▼▼▼
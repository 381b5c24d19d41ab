use serde::{Deserialize, Serialize};

use crate::model::fields::{ColumnMap, FieldValue, Record, Table};

/// A row of the `Containers` sheet: one plant in one place.
#[derive(Debug, Clone, PartialEq, Default, Serialize, Deserialize)]
pub struct Container {
    pub container_id: String,
    pub plant_id: String,
    pub location_id: String,
    pub container_type: String,
    pub container_size: String,
    pub container_material: String,
}

impl Record for Container {
    const TABLE: Table = Table::Containers;

    fn id(&self) -> &str {
        &self.container_id
    }

    fn field(&self, name: &str) -> Option<FieldValue<'_>> {
        let value = match name {
            "container_id" => &self.container_id,
            "plant_id" => &self.plant_id,
            "location_id" => &self.location_id,
            "container_type" => &self.container_type,
            "container_size" => &self.container_size,
            "container_material" => &self.container_material,
            _ => return None,
        };
        FieldValue::text(value)
    }

    fn from_row(columns: &ColumnMap, row: &[String]) -> Self {
        let cell = |field: &str| columns.cell(row, field).to_string();
        Self {
            container_id: cell("container_id"),
            plant_id: cell("plant_id"),
            location_id: cell("location_id"),
            container_type: cell("container_type"),
            container_size: cell("container_size"),
            container_material: cell("container_material"),
        }
    }

    fn cells(&self) -> Vec<(&'static str, String)> {
        vec![
            ("container_id", self.container_id.clone()),
            ("plant_id", self.plant_id.clone()),
            ("location_id", self.location_id.clone()),
            ("container_type", self.container_type.clone()),
            ("container_size", self.container_size.clone()),
            ("container_material", self.container_material.clone()),
        ]
    }
}
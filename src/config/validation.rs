//! Configuration validation.
//!
//! # Responsibilities
//! - Semantic validation (serde handles syntactic)
//! - Validate value ranges (timeouts > 0, limits > 0)
//! - Check the selected store has what it needs
//!
//! # Design Decisions
//! - Returns all validation errors, not just first
//! - Validation is pure function: GardenConfig → Result<(), Vec<ValidationError>>
//! - Runs before config is accepted into the system

use std::net::SocketAddr;

use thiserror::Error;

use crate::config::schema::{GardenConfig, StoreBackend};

/// A single semantic problem in the configuration.
#[derive(Debug, Clone, PartialEq, Eq, Error)]
pub enum ValidationError {
    #[error("{field}: invalid socket address '{value}'")]
    InvalidAddress { field: &'static str, value: String },

    #[error("{0} must be greater than zero")]
    MustBePositive(&'static str),

    #[error("rate_limit.burst_size must be at least 1 when rate limiting is enabled")]
    EmptyBurst,

    #[error("store.sheets.spreadsheet_id is required for the sheets backend")]
    MissingSpreadsheetId,

    #[error("store.workbook_path is required for the workbook backend")]
    MissingWorkbookPath,
}

/// Check a parsed configuration for semantic errors.
pub fn validate_config(config: &GardenConfig) -> Result<(), Vec<ValidationError>> {
    let mut errors = Vec::new();

    if config.listener.bind_address.parse::<SocketAddr>().is_err() {
        errors.push(ValidationError::InvalidAddress {
            field: "listener.bind_address",
            value: config.listener.bind_address.clone(),
        });
    }

    if config.timeouts.request_secs == 0 {
        errors.push(ValidationError::MustBePositive("timeouts.request_secs"));
    }

    if config.limits.max_body_bytes == 0 {
        errors.push(ValidationError::MustBePositive("limits.max_body_bytes"));
    }

    if config.query.max_limit == 0 {
        errors.push(ValidationError::MustBePositive("query.max_limit"));
    }

    if config.rate_limit.enabled {
        if config.rate_limit.requests_per_second == 0 {
            errors.push(ValidationError::MustBePositive("rate_limit.requests_per_second"));
        }
        if config.rate_limit.burst_size == 0 {
            errors.push(ValidationError::EmptyBurst);
        }
    }

    match config.store.backend {
        StoreBackend::Workbook => {
            if config.store.workbook_path.trim().is_empty() {
                errors.push(ValidationError::MissingWorkbookPath);
            }
        }
        StoreBackend::Sheets => {
            if config.store.sheets.spreadsheet_id.trim().is_empty() {
                errors.push(ValidationError::MissingSpreadsheetId);
            }
            if config.store.sheets.timeout_secs == 0 {
                errors.push(ValidationError::MustBePositive("store.sheets.timeout_secs"));
            }
        }
    }

    if config.observability.metrics_enabled
        && config.observability.metrics_address.parse::<SocketAddr>().is_err()
    {
        errors.push(ValidationError::InvalidAddress {
            field: "observability.metrics_address",
            value: config.observability.metrics_address.clone(),
        });
    }

    if errors.is_empty() {
        Ok(())
    } else {
        Err(errors)
    }
}
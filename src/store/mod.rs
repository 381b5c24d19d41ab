//! Spreadsheet-backed storage.
//!
//! # Data Flow
//! ```text
//! catalog read
//!     → SheetStore::read_workbook
//!         → workbook.rs (local JSON workbook, in memory)
//!         → sheets.rs   (Google Sheets values API, cached snapshot)
//!     → Workbook { Plants, Locations, Containers }
//!
//! catalog write
//!     → SheetStore::append_row / update_row
//!     → backing sheet updated, cached snapshot replaced
//! ```
//!
//! # Design Decisions
//! - The store speaks rows of cell text; typing happens in `model`
//! - Row indexes are zero-based and exclude the header row
//! - Snapshots are shared as `Arc<Workbook>` and never mutated in place

pub mod sheets;
pub mod watcher;
pub mod workbook;

use std::sync::Arc;

use async_trait::async_trait;
use serde::{Deserialize, Serialize};
use serde_json::Value;
use thiserror::Error;

use crate::model::Table;

pub use sheets::SheetsStore;
pub use watcher::WorkbookWatcher;
pub use workbook::WorkbookStore;

/// One worksheet: a header row and the data rows beneath it.
#[derive(Debug, Clone, Default, PartialEq, Serialize, Deserialize)]
pub struct Sheet {
    pub header: Vec<String>,
    pub rows: Vec<Vec<String>>,
}

impl Sheet {
    /// An empty sheet carrying the table's standard header.
    pub fn empty(table: Table) -> Self {
        Self {
            header: table.default_header(),
            rows: Vec::new(),
        }
    }

    /// Build a sheet from a raw value grid whose first row is the header.
    ///
    /// A blank first row reads as the standard header, keeping any data
    /// rows beneath it in standard column order.
    pub fn from_values(table: Table, values: Vec<Vec<Value>>) -> Self {
        let mut grid = values
            .into_iter()
            .map(|row| row.into_iter().map(cell_text).collect::<Vec<_>>());
        match grid.next() {
            Some(header) if !header.iter().all(|c| c.trim().is_empty()) => Self {
                header,
                rows: grid.collect(),
            },
            _ => Self {
                header: table.default_header(),
                rows: grid.collect(),
            },
        }
    }

    /// The sheet as a value grid, header first.
    pub fn to_values(&self) -> Vec<Vec<String>> {
        std::iter::once(self.header.clone())
            .chain(self.rows.iter().cloned())
            .collect()
    }
}

/// The three garden sheets.
#[derive(Debug, Clone, PartialEq)]
pub struct Workbook {
    pub plants: Sheet,
    pub locations: Sheet,
    pub containers: Sheet,
}

impl Default for Workbook {
    fn default() -> Self {
        Self {
            plants: Sheet::empty(Table::Plants),
            locations: Sheet::empty(Table::Locations),
            containers: Sheet::empty(Table::Containers),
        }
    }
}

impl Workbook {
    pub fn sheet(&self, table: Table) -> &Sheet {
        match table {
            Table::Plants => &self.plants,
            Table::Locations => &self.locations,
            Table::Containers => &self.containers,
        }
    }

    pub fn sheet_mut(&mut self, table: Table) -> &mut Sheet {
        match table {
            Table::Plants => &mut self.plants,
            Table::Locations => &mut self.locations,
            Table::Containers => &mut self.containers,
        }
    }
}

/// Cell text as the Sheets API would render it.
pub fn cell_text(value: Value) -> String {
    match value {
        Value::Null => String::new(),
        Value::String(s) => s,
        Value::Bool(b) => (if b { "TRUE" } else { "FALSE" }).to_string(),
        other => other.to_string(),
    }
}

/// Errors raised by a backing store.
#[derive(Debug, Error)]
pub enum StoreError {
    #[error("workbook IO error: {0}")]
    Io(#[from] std::io::Error),

    #[error("workbook parse error: {0}")]
    Parse(String),

    #[error("spreadsheet request failed: {0}")]
    Http(#[from] reqwest::Error),

    #[error("spreadsheet API returned {status}: {message}")]
    Upstream { status: u16, message: String },

    #[error("row {index} does not exist in {table}")]
    RowOutOfRange { table: Table, index: usize },

    #[error("store not configured: {0}")]
    NotConfigured(String),
}

/// Result type for store operations.
pub type StoreResult<T> = Result<T, StoreError>;

/// Row-level access to the garden workbook.
#[async_trait]
pub trait SheetStore: Send + Sync + std::fmt::Debug {
    /// Current snapshot of every sheet.
    async fn read_workbook(&self) -> StoreResult<Arc<Workbook>>;

    /// Append a data row to the end of a sheet.
    async fn append_row(&self, table: Table, row: Vec<String>) -> StoreResult<()>;

    /// Replace the data row at `index`.
    async fn update_row(&self, table: Table, index: usize, row: Vec<String>) -> StoreResult<()>;
}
▲▲▲
• [YOUR OBJECTIVE]:
Whenever a line in the data holds "StoreError", copy that line.

• [ANSWER AREA]:
pub enum StoreError {
pub type StoreResult<T> = Result<T, StoreError>;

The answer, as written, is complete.